DATA IN THIS EXERCISE –

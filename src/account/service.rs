use std::sync::Arc;

use axum::extract::FromRef;

use crate::AppState;
use crate::account::error::{missing, none_of};
use crate::account::{
    Account, AccountChanges, AccountError, AccountRepository, Credentials,
    FieldSet, NewAccount, Result, StoreError, ToInternal, present,
};
use crate::crypto::PasswordManager;

impl From<StoreError> for AccountError {
    fn from(err: StoreError) -> Self {
        match err {
            StoreError::Conflict { field } => AccountError::Conflict { field },
            err => AccountError::internal(err),
        }
    }
}

/// Account manager.
///
/// Every operation is one validation step, at most one hash, and one store
/// statement.
#[derive(Clone)]
pub struct AccountService {
    repo: AccountRepository,
    pwd: Arc<PasswordManager>,
}

impl AccountService {
    /// Create a new [`AccountService`].
    pub fn new(repo: AccountRepository, pwd: Arc<PasswordManager>) -> Self {
        Self { repo, pwd }
    }

    /// Hash the secret then save the account.
    pub async fn create_account(&self, account: NewAccount) -> Result<Account> {
        let (username, secret, email) = (
            present(&account.username),
            present(&account.secret),
            present(&account.email),
        );
        let (Some(username), Some(secret), Some(email)) = (username, secret, email)
        else {
            return Err(missing(&[
                ("username", username),
                ("secret", secret),
                ("email", email),
            ])
            .into());
        };

        let secret_hash = self.pwd.hash(secret.to_owned()).await?;
        let id = self
            .repo
            .insert(username, &secret_hash, email)
            .await
            .inspect_err(|err| {
                tracing::warn!(%username, error = %err, "account not created")
            })?;

        tracing::info!(account_id = id, %username, "account created");

        Ok(Account {
            id,
            username: username.to_owned(),
            email: email.to_owned(),
        })
    }

    /// Find account using `id` field.
    pub async fn get_account(&self, id: i64) -> Result<Account> {
        self.repo.find_by_id(id).await?.ok_or(AccountError::NotFound)
    }

    /// Every account, oldest first.
    pub async fn list_accounts(&self) -> Result<Vec<Account>> {
        self.repo.list().await.catch()
    }

    /// Apply the supplied fields only. A new secret is hashed before being
    /// written.
    pub async fn update_account(
        &self,
        id: i64,
        changes: AccountChanges,
    ) -> Result<()> {
        let (username, secret, email) = (
            present(&changes.username),
            present(&changes.secret),
            present(&changes.email),
        );
        if username.is_none() && secret.is_none() && email.is_none() {
            return Err(none_of(&["username", "secret", "email"]).into());
        }

        let secret_hash = match secret {
            Some(secret) => Some(self.pwd.hash(secret.to_owned()).await?),
            None => None,
        };
        let fields = FieldSet {
            username: username.map(str::to_owned),
            secret_hash,
            email: email.map(str::to_owned),
        };

        match self.repo.update_fields(id, &fields).await? {
            0 => Err(AccountError::NotFound),
            _ => {
                let columns: Vec<_> =
                    fields.columns().map(|(column, _)| column).collect();
                tracing::info!(account_id = id, ?columns, "account updated");
                Ok(())
            },
        }
    }

    /// Delete account permanently.
    pub async fn delete_account(&self, id: i64) -> Result<()> {
        match self.repo.delete(id).await? {
            0 => Err(AccountError::NotFound),
            _ => {
                tracing::info!(account_id = id, "account deleted");
                Ok(())
            },
        }
    }

    /// Check a secret against the account registered under `username`.
    ///
    /// A wrong secret is `Ok(false)`, an unknown username is
    /// [`AccountError::NotFound`].
    pub async fn verify_credentials(
        &self,
        credentials: Credentials,
    ) -> Result<bool> {
        let (username, secret) =
            (present(&credentials.username), present(&credentials.secret));
        let (Some(username), Some(secret)) = (username, secret) else {
            return Err(
                missing(&[("username", username), ("secret", secret)]).into()
            );
        };

        let secret_hash = self
            .repo
            .secret_hash_by_username(username)
            .await?
            .ok_or(AccountError::NotFound)?;

        Ok(self.pwd.verify(secret.to_owned(), secret_hash).await?)
    }
}

impl FromRef<AppState> for AccountService {
    fn from_ref(state: &AppState) -> AccountService {
        state.accounts.clone()
    }
}
//! Public status page.

use std::sync::Arc;

use axum::Json;
use axum::extract::State;
use axum::http::{StatusCode, header};
use axum::response::IntoResponse;
use serde::{Deserialize, Serialize};

use crate::AppState;
use crate::config::Configuration;

/// Structured status.
#[derive(Debug, PartialEq, Serialize, Deserialize)]
pub struct Status {
    pub name: String,
    pub version: String,
}

/// Public server status.
pub async fn status(State(config): State<Arc<Configuration>>) -> Json<Status> {
    Json(Status {
        name: config.name.clone(),
        version: config.version.clone(),
    })
}

/// Prometheus exposition, if a recorder is installed.
pub async fn metrics(State(state): State<AppState>) -> impl IntoResponse {
    match &state.metrics {
        Some(handle) => (
            StatusCode::OK,
            [(header::CONTENT_TYPE, "text/plain; version=0.0.4")],
            handle.render(),
        )
            .into_response(),
        None => StatusCode::NOT_FOUND.into_response(),
    }
}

WORK REQUEST – Wherever the string "columns" appears in the listing above, show the whole line.

SOLUTION TO THE EXERCISE –
                let columns: Vec<_> =
                    fields.columns().map(|(column, _)| column).collect();
                tracing::info!(account_id = id, ?columns, "account updated");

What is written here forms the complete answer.